Today marks six years that I have been in Oregon and three years that I have lived in Portland, Oregon. My husband and decided to leave Georgia, a place I called home for most of my life, after the virulent anti-gay laws were passed in 2004 and Sonny Perdue was elected Governor.
The laws that were passed regarding the LGBT community stated that one could legally be denied housing, health care, and employment based on sexual orientation. Georgia had become progressively more conservative during the time I lived there, but now it became a question of our safety and comfort. My husband is a native Oregonian and Marriage Equality had just become a reality there when we decided to move to Oregon (Of course later it was overturned with the full support of the bigot Karen Minnis).
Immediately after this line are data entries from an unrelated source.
// ============================================================================
// PixelFrame CLI: headless batch processing via command-line arguments
// ============================================================================
//
// Usage examples:
//   pixelframe -i walk.gif --op flip-h -o walk_mirrored.gif
//   pixelframe -i sprite.png --op invert --op rotate-right -o out.png
//   pixelframe -i "frames/*.gif" --op grayscale --output-dir gray/ --fps 12
//   pixelframe -i walk.gif -o walk.png            (re-encode as APNG)

use std::path::{Path, PathBuf};
use std::process::ExitCode;
use std::time::Instant;

use clap::{Parser, ValueEnum};

use crate::error::{EditorError, Result};
use crate::io::{codec_for_path_with_colors, write_animation_with};
use crate::ops::Transform;
use crate::project::Project;
use crate::settings::EditorSettings;
use crate::{log_err, log_info};

/// PixelFrame headless animation processor.
#[derive(Parser, Debug)]
#[command(
    name = "pixelframe",
    about = "PixelFrame headless batch processor for images and animations",
    long_about = "Apply pixel transforms to every layer of every frame of an image or\n\
                  animation and write the result. Reads and writes GIF and PNG/APNG;\n\
                  JPEG, WEBP, BMP, TGA and ICO load and save as single frames.\n\n\
                  Example:\n  \
                  pixelframe -i walk.gif --op flip-h -o walk_mirrored.gif\n  \
                  pixelframe -i \"*.gif\" --op grayscale --output-dir gray/"
)]
pub struct CliArgs {
    /// Input file(s). Glob patterns accepted (e.g. "*.gif", "sprites/*.png").
    #[arg(short, long, required = true, num_args = 1..)]
    pub input: Vec<String>,

    /// Output file path. Only valid for single-file input.
    #[arg(short, long, value_name = "FILE")]
    pub output: Option<PathBuf>,

    /// Output directory for batch processing. Files keep their stem.
    #[arg(long, value_name = "DIR")]
    pub output_dir: Option<PathBuf>,

    /// Output format extension (gif, png, jpg, webp, bmp, tga, ico).
    /// When omitted it comes from --output, else from the input file.
    #[arg(short, long, value_name = "FORMAT")]
    pub format: Option<String>,

    /// Transform to apply, in order. Repeatable.
    #[arg(long = "op", value_enum, value_name = "OP")]
    pub ops: Vec<CliOp>,

    /// Playback speed of the written animation. Defaults to the input's own.
    #[arg(long, value_name = "FPS")]
    pub fps: Option<f32>,

    /// GIF palette size (2-256). Defaults to the settings file value.
    #[arg(long, value_name = "2-256")]
    pub max_colors: Option<u16>,

    /// Echo the session log to stderr and print per-file timing.
    #[arg(short, long)]
    pub verbose: bool,
}

/// Whole-layer transforms reachable from the command line.
#[derive(Clone, Copy, Debug, PartialEq, Eq, ValueEnum)]
pub enum CliOp {
    FlipH,
    FlipV,
    Invert,
    Grayscale,
    RotateLeft,
    RotateRight,
}

impl CliOp {
    pub fn transform(self) -> Transform {
        match self {
            CliOp::FlipH => Transform::FlipHorizontal,
            CliOp::FlipV => Transform::FlipVertical,
            CliOp::Invert => Transform::Invert,
            CliOp::Grayscale => Transform::Grayscale,
            CliOp::RotateLeft => Transform::RotateLeft,
            CliOp::RotateRight => Transform::RotateRight,
        }
    }
}

// ============================================================================
// Public entry point
// ============================================================================

/// Run all CLI processing and return an OS exit code.
/// `0` = all files succeeded, `1` = one or more files failed.
pub fn run(args: CliArgs) -> ExitCode {
    let settings = EditorSettings::load();

    let inputs = resolve_inputs(&args.input);
    if inputs.is_empty() {
        eprintln!("error: no input files matched the given pattern(s).");
        return ExitCode::FAILURE;
    }

    if inputs.len() > 1 && args.output.is_some() && args.output_dir.is_none() {
        eprintln!(
            "error: {} input files given but --output only accepts a single file path.\n\
             Use --output-dir to specify a destination directory for batch processing.",
            inputs.len()
        );
        return ExitCode::FAILURE;
    }

    if let Some(dir) = &args.output_dir
        && let Err(e) = std::fs::create_dir_all(dir)
    {
        eprintln!("error: could not create output directory '{}': {}", dir.display(), e);
        return ExitCode::FAILURE;
    }

    let max_colors = args.max_colors.unwrap_or(settings.gif_max_colors).clamp(2, 256);
    let total = inputs.len();
    let multi = total > 1;
    let mut any_failure = false;

    for (idx, input_path) in inputs.iter().enumerate() {
        if multi || args.verbose {
            println!("[{}/{}] {}", idx + 1, total, input_path.display());
        }
        let file_start = Instant::now();

        let Some(output_path) = build_output_path(
            input_path,
            args.output.as_deref(),
            args.output_dir.as_deref(),
            args.format.as_deref(),
        ) else {
            eprintln!("  error: cannot determine output path for '{}'.", input_path.display());
            any_failure = true;
            continue;
        };

        let job = Job {
            input: input_path,
            output: &output_path,
            ops: &args.ops,
            fps: args.fps,
            max_colors,
            settings: &settings,
        };
        match job.run() {
            Ok(frames) => {
                if args.verbose || multi {
                    println!(
                        "  -> {} ({} frame(s), {:.0}ms)",
                        output_path.display(),
                        frames,
                        file_start.elapsed().as_secs_f64() * 1000.0
                    );
                }
            }
            Err(e) => {
                log_err!("{}: {}", input_path.display(), e);
                eprintln!("  error: {}", e);
                any_failure = true;
            }
        }
    }

    if any_failure { ExitCode::FAILURE } else { ExitCode::SUCCESS }
}

// ============================================================================
// Per-file processing pipeline
// ============================================================================

struct Job<'a> {
    input: &'a Path,
    output: &'a Path,
    ops: &'a [CliOp],
    fps: Option<f32>,
    max_colors: u16,
    settings: &'a EditorSettings,
}

impl Job<'_> {
    /// Load, transform, and write one file. Returns the frame count written.
    fn run(&self) -> Result<usize> {
        let in_codec = codec_for_path_with_colors(self.input, self.max_colors)?;
        let bytes = std::fs::read(self.input)?;
        let mut project = Project::from_animation(in_codec.as_ref(), &bytes, self.settings)?;
        project.name = self
            .input
            .file_stem()
            .map(|s| s.to_string_lossy().into_owned())
            .unwrap_or_else(|| project.name.clone());

        for frame in project.frames_mut() {
            for layer in frame.layers_mut() {
                for op in self.ops {
                    layer.apply_transform(op.transform())?;
                }
            }
        }

        if let Some(fps) = self.fps {
            if !(fps.is_finite() && fps > 0.0) {
                return Err(EditorError::Encode(format!("invalid --fps value {}", fps)));
            }
            project.animation_fps = fps;
        }

        let frames = project.export_animation_frames()?;
        let out_codec = codec_for_path_with_colors(self.output, self.max_colors)?;
        write_animation_with(out_codec.as_ref(), self.output, &frames, project.animation_fps)?;
        log_info!(
            "{} -> {}: {} frame(s), {} op(s)",
            self.input.display(),
            self.output.display(),
            frames.len(),
            self.ops.len()
        );
        Ok(frames.len())
    }
}

// ============================================================================
// Helpers
// ============================================================================

/// Expand glob patterns and literal paths into a deduplicated, ordered list.
fn resolve_inputs(patterns: &[String]) -> Vec<PathBuf> {
    let mut result: Vec<PathBuf> = Vec::new();

    for pattern in patterns {
        let as_path = Path::new(pattern);

        if as_path.exists() {
            if !result.iter().any(|p| p.as_path() == as_path) {
                result.push(as_path.to_path_buf());
            }
            continue;
        }

        match glob::glob(pattern) {
            Ok(entries) => {
                let mut matched = false;
                for entry in entries.flatten() {
                    if !result.contains(&entry) {
                        result.push(entry);
                    }
                    matched = true;
                }
                if !matched {
                    eprintln!("warning: pattern '{}' matched no files.", pattern);
                }
            }
            Err(e) => {
                eprintln!("warning: invalid glob '{}': {}", pattern, e);
            }
        }
    }

    result
}

/// Compute the output path for a single input file.
///
/// Priority:
/// 1. `--output` (explicit path, used for single-file input)
/// 2. `--output-dir` (batch directory, derives filename from input stem)
/// 3. Fallback: next to the input, with `_out` appended to the stem when the
///    name would collide with the input itself
fn build_output_path(
    input: &Path,
    output: Option<&Path>,
    output_dir: Option<&Path>,
    format: Option<&str>,
) -> Option<PathBuf> {
    if let Some(out) = output {
        return Some(out.to_path_buf());
    }

    let ext = match format {
        Some(f) => f.trim_start_matches('.').to_lowercase(),
        None => input.extension()?.to_string_lossy().to_lowercase(),
    };
    let stem = input.file_stem()?.to_string_lossy().into_owned();

    if let Some(dir) = output_dir {
        return Some(dir.join(format!("{}.{}", stem, ext)));
    }

    let parent = input.parent().unwrap_or(Path::new("."));
    let candidate = parent.join(format!("{}.{}", stem, ext));
    if candidate == input {
        Some(parent.join(format!("{}_out.{}", stem, ext)))
    } else {
        Some(candidate)
    }
}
When we first moved here, my in-laws were very kind and very generous to let us live with them in Albany until our house in Atlanta sold and we could buy a house in Salem. (Oy, was Salem the wrong place for a gay couple!) Salem prides itself on being the anti-Portland and it certainly succeeds. The first weekend we were in Salem we went to the Costco, only to be attacked by a white bigot in his red pickup truck who drove over the median to try and run us over. Throwing the beer bottle at us and yelling “faggot” was just the icing on the cake for that experience.
There were a series of issues that came up while living in Salem that really pushed me to the edge and made me miss all of my loved ones back in Atlanta. In our quest to make new friends and get to know some gay folk in Salem, we hosted a potluck; I was guardedly optimistic. Since moving to Oregon, my anxiety level about living in a predominately white place was rather fever pitched. There was another couple at this potluck, a white couple our age, that had just moved from Phoenix. I asked them if they liked Salem, to which they replied, “We love it here. Don’t you?” I confessed that I was having trouble adjusting, to which one of the gay men responded, “You would rather be back in Atlanta with all of those black people?” It took everything I had not to slap the man bald. I was so angry, I had to bite my tongue to prevent myself from crying. I shared what happened with my husband as proof of why I did not feel safe living in a predominately white city. Needless to say, I told my husband we needed to move to Portland and get out of Salem.
Yes, now we live in Portland. Much has changed in the past six years. We feel safe in Portland. I talk to my friends back home and there is so much venom about President Obama, very thinly veiled in racism and here Obama is still very much celebrated. Have we become the characters on Portlandia? Honestly, in some ways we have. In the three years we have lived in Portland, we had a civil union, giving us more legal protection than any state in the south. We are starting to make friends from myriad backgrounds. I’m back in school to become a social worker and yes, we have become a bit granola in our ways. We ride our bikes to go grocery shopping. We try not to use our cars. All food that we buy is locally grown, organic, and free range. If and when we dine out, we try to make sure the restaurant buys only locally. Portland really is becoming a good fit for us, although I certainly miss all the loved ones back in Atlanta. I hope the next six years will exponentially outshine the previous six years.